■ **Activity**
Where the records below show the word "ObservationError" in a line, please copy that line.

(Stored items)
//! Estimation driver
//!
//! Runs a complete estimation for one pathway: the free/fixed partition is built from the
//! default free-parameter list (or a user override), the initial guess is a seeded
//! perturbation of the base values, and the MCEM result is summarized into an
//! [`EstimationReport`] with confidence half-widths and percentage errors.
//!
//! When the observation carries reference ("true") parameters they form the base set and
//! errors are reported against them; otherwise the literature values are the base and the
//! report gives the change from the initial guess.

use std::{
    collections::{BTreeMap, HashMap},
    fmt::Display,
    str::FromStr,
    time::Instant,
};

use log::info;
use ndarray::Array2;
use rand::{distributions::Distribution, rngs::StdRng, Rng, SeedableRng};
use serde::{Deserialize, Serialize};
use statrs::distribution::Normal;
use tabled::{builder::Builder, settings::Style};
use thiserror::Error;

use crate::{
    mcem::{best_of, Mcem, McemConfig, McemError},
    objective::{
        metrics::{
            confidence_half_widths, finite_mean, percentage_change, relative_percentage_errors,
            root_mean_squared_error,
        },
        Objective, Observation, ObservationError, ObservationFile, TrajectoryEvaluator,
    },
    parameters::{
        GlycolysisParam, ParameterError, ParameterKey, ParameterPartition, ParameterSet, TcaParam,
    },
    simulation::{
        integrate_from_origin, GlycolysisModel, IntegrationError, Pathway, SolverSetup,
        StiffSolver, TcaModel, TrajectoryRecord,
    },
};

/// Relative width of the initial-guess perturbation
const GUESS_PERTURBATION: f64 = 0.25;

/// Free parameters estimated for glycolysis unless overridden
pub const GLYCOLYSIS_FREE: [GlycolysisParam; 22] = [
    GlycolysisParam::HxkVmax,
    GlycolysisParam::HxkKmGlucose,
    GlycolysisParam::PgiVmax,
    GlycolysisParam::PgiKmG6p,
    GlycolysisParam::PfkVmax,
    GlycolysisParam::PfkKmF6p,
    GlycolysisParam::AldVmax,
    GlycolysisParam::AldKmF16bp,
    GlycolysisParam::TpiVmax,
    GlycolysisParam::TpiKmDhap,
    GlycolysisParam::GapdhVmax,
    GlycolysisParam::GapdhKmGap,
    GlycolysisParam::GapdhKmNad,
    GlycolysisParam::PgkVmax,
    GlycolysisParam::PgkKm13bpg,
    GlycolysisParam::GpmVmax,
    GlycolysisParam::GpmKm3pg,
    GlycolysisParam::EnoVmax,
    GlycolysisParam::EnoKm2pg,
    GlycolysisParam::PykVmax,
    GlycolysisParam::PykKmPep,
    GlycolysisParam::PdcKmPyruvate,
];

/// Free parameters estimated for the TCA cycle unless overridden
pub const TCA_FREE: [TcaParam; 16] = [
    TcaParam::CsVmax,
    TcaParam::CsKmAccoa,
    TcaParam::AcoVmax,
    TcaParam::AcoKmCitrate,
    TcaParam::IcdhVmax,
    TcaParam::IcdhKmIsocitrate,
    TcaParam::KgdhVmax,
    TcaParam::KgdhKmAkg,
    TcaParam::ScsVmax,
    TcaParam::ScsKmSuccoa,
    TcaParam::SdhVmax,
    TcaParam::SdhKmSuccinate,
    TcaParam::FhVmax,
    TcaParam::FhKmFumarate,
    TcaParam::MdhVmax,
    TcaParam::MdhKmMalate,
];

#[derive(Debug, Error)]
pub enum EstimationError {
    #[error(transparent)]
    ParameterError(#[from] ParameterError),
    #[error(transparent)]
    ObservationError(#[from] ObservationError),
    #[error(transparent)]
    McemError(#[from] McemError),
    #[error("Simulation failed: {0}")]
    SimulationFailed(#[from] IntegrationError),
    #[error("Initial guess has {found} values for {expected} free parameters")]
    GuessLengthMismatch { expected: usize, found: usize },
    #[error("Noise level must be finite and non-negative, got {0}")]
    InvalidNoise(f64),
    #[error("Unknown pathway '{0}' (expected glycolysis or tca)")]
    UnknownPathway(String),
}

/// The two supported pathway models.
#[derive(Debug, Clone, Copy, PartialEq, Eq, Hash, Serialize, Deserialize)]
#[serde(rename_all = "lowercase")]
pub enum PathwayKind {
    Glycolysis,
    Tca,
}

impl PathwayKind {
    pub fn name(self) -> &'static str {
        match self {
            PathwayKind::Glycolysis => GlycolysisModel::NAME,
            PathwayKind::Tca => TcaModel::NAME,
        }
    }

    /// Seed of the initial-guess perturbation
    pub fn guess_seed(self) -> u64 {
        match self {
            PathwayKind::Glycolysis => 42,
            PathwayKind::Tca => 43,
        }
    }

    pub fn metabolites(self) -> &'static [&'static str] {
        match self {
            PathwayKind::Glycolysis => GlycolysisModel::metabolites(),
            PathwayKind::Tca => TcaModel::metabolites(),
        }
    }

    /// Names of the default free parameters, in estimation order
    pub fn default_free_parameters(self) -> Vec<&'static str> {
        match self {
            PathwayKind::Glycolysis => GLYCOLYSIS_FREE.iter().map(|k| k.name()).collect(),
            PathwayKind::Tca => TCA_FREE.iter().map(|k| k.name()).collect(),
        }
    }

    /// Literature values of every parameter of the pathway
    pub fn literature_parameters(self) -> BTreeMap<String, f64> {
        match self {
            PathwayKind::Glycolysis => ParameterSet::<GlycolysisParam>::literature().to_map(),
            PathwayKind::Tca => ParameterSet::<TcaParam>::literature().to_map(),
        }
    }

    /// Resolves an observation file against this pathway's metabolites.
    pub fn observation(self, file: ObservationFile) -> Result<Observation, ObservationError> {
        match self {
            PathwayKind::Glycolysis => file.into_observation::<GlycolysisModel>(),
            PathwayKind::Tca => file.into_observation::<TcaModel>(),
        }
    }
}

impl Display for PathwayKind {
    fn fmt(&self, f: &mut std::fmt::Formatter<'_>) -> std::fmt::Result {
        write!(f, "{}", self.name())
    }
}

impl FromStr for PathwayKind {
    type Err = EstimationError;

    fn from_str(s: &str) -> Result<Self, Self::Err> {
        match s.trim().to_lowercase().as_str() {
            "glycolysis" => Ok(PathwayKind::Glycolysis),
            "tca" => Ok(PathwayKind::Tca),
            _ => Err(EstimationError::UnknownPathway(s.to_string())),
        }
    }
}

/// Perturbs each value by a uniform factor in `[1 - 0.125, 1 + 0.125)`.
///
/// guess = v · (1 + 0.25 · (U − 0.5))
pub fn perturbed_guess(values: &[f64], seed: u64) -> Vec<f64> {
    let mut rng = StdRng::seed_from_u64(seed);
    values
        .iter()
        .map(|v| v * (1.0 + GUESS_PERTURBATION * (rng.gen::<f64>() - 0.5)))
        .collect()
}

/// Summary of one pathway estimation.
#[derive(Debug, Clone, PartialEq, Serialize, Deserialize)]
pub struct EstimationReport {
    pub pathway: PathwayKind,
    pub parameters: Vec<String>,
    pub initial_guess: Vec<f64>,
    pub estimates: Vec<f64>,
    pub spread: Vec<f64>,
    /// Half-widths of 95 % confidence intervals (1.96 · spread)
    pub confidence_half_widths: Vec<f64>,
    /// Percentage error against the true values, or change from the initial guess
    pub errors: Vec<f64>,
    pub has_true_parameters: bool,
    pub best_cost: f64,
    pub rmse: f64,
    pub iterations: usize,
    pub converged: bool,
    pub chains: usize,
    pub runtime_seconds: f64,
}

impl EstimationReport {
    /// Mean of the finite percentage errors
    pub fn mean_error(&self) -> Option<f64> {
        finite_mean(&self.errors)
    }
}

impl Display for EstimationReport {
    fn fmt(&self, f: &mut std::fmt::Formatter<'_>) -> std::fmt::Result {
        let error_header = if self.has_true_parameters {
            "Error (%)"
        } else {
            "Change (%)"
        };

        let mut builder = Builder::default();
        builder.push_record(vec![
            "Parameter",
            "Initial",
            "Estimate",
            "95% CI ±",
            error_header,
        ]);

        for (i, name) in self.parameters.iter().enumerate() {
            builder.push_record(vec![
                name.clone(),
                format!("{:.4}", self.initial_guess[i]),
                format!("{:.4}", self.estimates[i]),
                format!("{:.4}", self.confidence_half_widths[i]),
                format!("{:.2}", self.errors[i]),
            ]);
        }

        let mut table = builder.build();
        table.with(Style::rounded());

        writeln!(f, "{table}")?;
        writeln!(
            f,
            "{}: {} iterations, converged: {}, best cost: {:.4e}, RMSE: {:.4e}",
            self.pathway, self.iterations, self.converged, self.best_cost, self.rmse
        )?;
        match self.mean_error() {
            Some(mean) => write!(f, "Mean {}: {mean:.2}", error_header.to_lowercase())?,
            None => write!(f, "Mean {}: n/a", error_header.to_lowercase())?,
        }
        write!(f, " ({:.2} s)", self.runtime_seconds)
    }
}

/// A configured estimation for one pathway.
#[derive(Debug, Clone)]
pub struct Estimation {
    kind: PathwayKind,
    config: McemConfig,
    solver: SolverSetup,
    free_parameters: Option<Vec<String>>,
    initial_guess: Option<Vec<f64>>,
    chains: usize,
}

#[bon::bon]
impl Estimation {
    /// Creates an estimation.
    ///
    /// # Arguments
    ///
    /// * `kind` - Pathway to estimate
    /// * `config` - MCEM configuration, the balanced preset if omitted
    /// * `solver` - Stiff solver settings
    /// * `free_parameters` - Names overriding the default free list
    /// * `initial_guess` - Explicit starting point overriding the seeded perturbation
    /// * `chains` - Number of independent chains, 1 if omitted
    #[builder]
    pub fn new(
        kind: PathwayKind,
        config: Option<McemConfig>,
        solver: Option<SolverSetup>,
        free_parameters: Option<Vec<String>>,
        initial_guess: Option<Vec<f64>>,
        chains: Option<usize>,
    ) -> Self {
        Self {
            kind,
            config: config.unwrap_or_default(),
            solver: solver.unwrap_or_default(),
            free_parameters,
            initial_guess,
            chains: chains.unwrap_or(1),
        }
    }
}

■ **Completed task**
        Objective, Observation, ObservationError, ObservationFile, TrajectoryEvaluator,
    ObservationError(#[from] ObservationError),
    pub fn observation(self, file: ObservationFile) -> Result<Observation, ObservationError> {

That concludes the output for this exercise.